Health Holiday---doesn't that sound more positive?  


Whenever I get sick, I sometimes have feelings of vulnerability.  I don't think that's a bad thing. I actually think that it's normal for one to be emotional when physically unwell.  Staying home and not being able to do things we're used to doing makes one feel vulnerable.  At the start of my being sick two weeks ago, I started having "wawa" thoughts (kawawa thoughts/self-pity thought) but experience has taught me that negative thoughts and feelings do nothing.  I knew I was physically beaten so I instead of wallowing and be cranky (because I hated being sick), I made a mental turnaround and let go.  

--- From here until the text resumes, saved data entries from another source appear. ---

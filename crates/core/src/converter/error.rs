//! Error types for the converter module.

use std::path::PathBuf;
use thiserror::Error;

/// Errors that can occur while probing or converting.
#[derive(Debug, Error)]
pub enum ConverterError {
    /// FFmpeg binary not found.
    #[error("FFmpeg not found at path: {path}")]
    FfmpegNotFound { path: PathBuf },

    /// FFprobe binary not found.
    #[error("FFprobe not found at path: {path}")]
    FfprobeNotFound { path: PathBuf },

    /// Input file not found.
    #[error("Input file not found: {path}")]
    InputNotFound { path: PathBuf },

    /// Output directory does not exist and could not be created.
    #[error("Failed to create output directory: {path}")]
    OutputDirectoryFailed { path: PathBuf },

    /// Conversion process failed.
    #[error("Conversion failed: {reason}")]
    ConversionFailed {
        reason: String,
        stderr: Option<String>,
    },

    /// Conversion timed out.
    #[error("Conversion timed out after {timeout_secs} seconds")]
    Timeout { timeout_secs: u64 },

    /// Failed to probe media file.
    #[error("Failed to probe media file: {reason}")]
    ProbeFailed { reason: String },

    /// I/O error during probing or conversion.
    #[error("I/O error: {0}")]
    Io(#[from] std::io::Error),

    /// Failed to parse FFprobe output.
    #[error("Failed to parse media info: {reason}")]
    ParseError { reason: String },
}

impl ConverterError {
    /// Creates a new conversion failed error with stderr output.
    pub fn conversion_failed(reason: impl Into<String>, stderr: Option<String>) -> Self {
        Self::ConversionFailed {
            reason: reason.into(),
            stderr,
        }
    }

    /// Creates a new probe failed error.
    pub fn probe_failed(reason: impl Into<String>) -> Self {
        Self::ProbeFailed {
            reason: reason.into(),
        }
    }

    /// Whether an external tool is missing, which aborts the whole run.
    pub fn is_tool_missing(&self) -> bool {
        matches!(
            self,
            Self::FfmpegNotFound { .. } | Self::FfprobeNotFound { .. }
        )
    }

    /// The diagnostic text the external tool printed, if any.
    pub fn diagnostics(&self) -> Option<&str> {
        match self {
            Self::ConversionFailed {
                stderr: Some(stderr),
                ..
            } => Some(stderr),
            _ => None,
        }
    }
}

I let go and accepted healing positively.


I let go and accepted that it's okay to be sick once in a while.  


I let go and laughed it off.


I let go and let my Husband take care of me.


I tried to be patient with getting well.  Being the conscientious person that I am, I sometimes give deadlines on when I should be well (probably because of the thought that I need to go back to work).  But instead of being too conscious of time, I focused on getting well and let my body recover on its own sweet time. I disregarded the thought that work may be piling up or that the office needs me.  I shrugged at boredom and instead became thankful that I have all the time in the world to get well.


I listened to what my body needed.  I slept for hours.  It amazed me that even if I didn't have much appetite, my body craved to eat good food.  I stayed away from the computer. I went out our balcony and let the sun comfort me with it's warmth and Vitamin D.
I Went on a Health Holiday
I'm a believer that every situation has its blessing(s).  In my case of being sick, it inspired me to be more healthy. Also, I've learned to let go and focus on being positive even when I'm down with something. 

I'm grateful to be back to attending to my usual routines this week.  Although I still have a bit of cough, I feel so much better and nearly a hundred percent recovered.